CRM should be the data backbone of your prospecting systems. The records (accessible and updatable) within CRM should not be “duplicates” of data in other systems; they should be the same data. Standardization of naming protocols, state and city abbreviations and other data maintenance practices should eliminate the need for multiple databases and provide a single, clean and current information resource.

The CRM integration should include all of the other customer information systems, and marketing systems and back-office systems should utilize this data.

CPQ Software

CPQ is the system that maintains all of the product information necessary for your sales team to configure, price and sell your solutions to customers. Additionally, CPQ can supply raw data to your marketing-automation systems relating to how your products are used, what product options are of interest to what prospects and what limitations in your offering are costing you potential business.

CPQ depends on good customer and prospect data supplied via CRM and an effective CRM integration. It depends on pricing data supplied by other back-office financial systems, as well as inputs from the sales rep and the prospect to help pull together the assorted parts and assemblies into a configured model and a complete bill of material. That data drives an accurate roll-up of pricing and also feeds the proposal generation facility all of the information it needs to finish a complete proposal.

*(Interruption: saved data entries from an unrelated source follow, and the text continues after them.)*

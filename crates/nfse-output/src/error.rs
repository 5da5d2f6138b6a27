use std::path::PathBuf;

use thiserror::Error;

#[derive(Debug, Error)]
pub enum OutputError {
    #[error("failed to create output directory {path}: {source}")]
    CreateDir {
        path: PathBuf,
        #[source]
        source: std::io::Error,
    },

    #[error("failed to write {path}: {source}")]
    Write {
        path: PathBuf,
        #[source]
        source: std::io::Error,
    },

    #[error("failed to write CSV {path}: {message}")]
    Csv { path: PathBuf, message: String },

    #[error("failed to write workbook {path}: {message}")]
    Xlsx { path: PathBuf, message: String },

    /// Moving the finished temporary file into place failed.
    #[error("failed to replace {path}: {source}")]
    Replace {
        path: PathBuf,
        #[source]
        source: std::io::Error,
    },

    #[error("DataFrame operation failed: {message}")]
    DataFrame { message: String },
}

impl From<polars::prelude::PolarsError> for OutputError {
    fn from(err: polars::prelude::PolarsError) -> Self {
        Self::DataFrame {
            message: err.to_string(),
        }
    }
}

pub type Result<T> = std::result::Result<T, OutputError>;
use std::collections::BTreeSet;

use polars::prelude::{AnyValue, DataFrame};
use tracing::debug;

use nfse_model::SourceRole;

use crate::data_utils::{any_to_string, filter_rows, require_column};
use crate::error::Result;

/// Keep the first row for each distinct value of `key`, preserving order.
///
/// Nulls count as one distinct value. Returns the table and the number of
/// rows removed.
pub fn dedupe_by_key(df: &DataFrame, key: &str, table: SourceRole) -> Result<(DataFrame, usize)> {
    require_column(df, table, key)?;
    if df.height() == 0 {
        return Ok((df.clone(), 0));
    }
    let column = df.column(key)?;
    let mut seen: BTreeSet<Option<String>> = BTreeSet::new();
    let mut keep = Vec::with_capacity(df.height());
    for idx in 0..df.height() {
        let value = match column.get(idx).unwrap_or(AnyValue::Null) {
            AnyValue::Null => None,
            other => Some(any_to_string(other)),
        };
        keep.push(seen.insert(value));
    }
    let removed = keep.iter().filter(|kept| !**kept).count();
    if removed == 0 {
        return Ok((df.clone(), 0));
    }
    let out = filter_rows(df, &keep)?;
    debug!(
        table = %table,
        key,
        input_rows = df.height(),
        output_rows = out.height(),
        removed,
        "duplicates removed"
    );
    Ok((out, removed))
}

Integrating CPQ With ERP, HR, Supply Chain Management, Logistics, and Product Design Systems

Of course, it doesn’t stop with these specific systems. Other systems are supplied data and supply data to the process. These systems must work with each other in order to ensure that they are delivering maximum value to the operation.

ERP, HR, supply chain management, product design systems and logistics all are vital to bringing products to market and selling them to the end-user to fulfill and satisfy real needs and requirements.

IT Leads the Way to Unification

Bringing all of these systems together into one harmonious operation is not going to happen without some participation by IT. Individual departments will push for the autonomy to select the tools and systems of choice, but IT should be tasked with assuring some level of compatibility or adaptability between the disparate systems before their deployment is authorized.

Integrating CPQ with other applications and coordinating the ongoing support and maintenance of these systems requires active IT participation.

Together, these systems can accomplish many wonderful things for the enterprise. By themselves, they may offer some convenience or useful capability to their primary end-users. Compatibility and integration is the key to turning Sales and Marketing into a seamless process.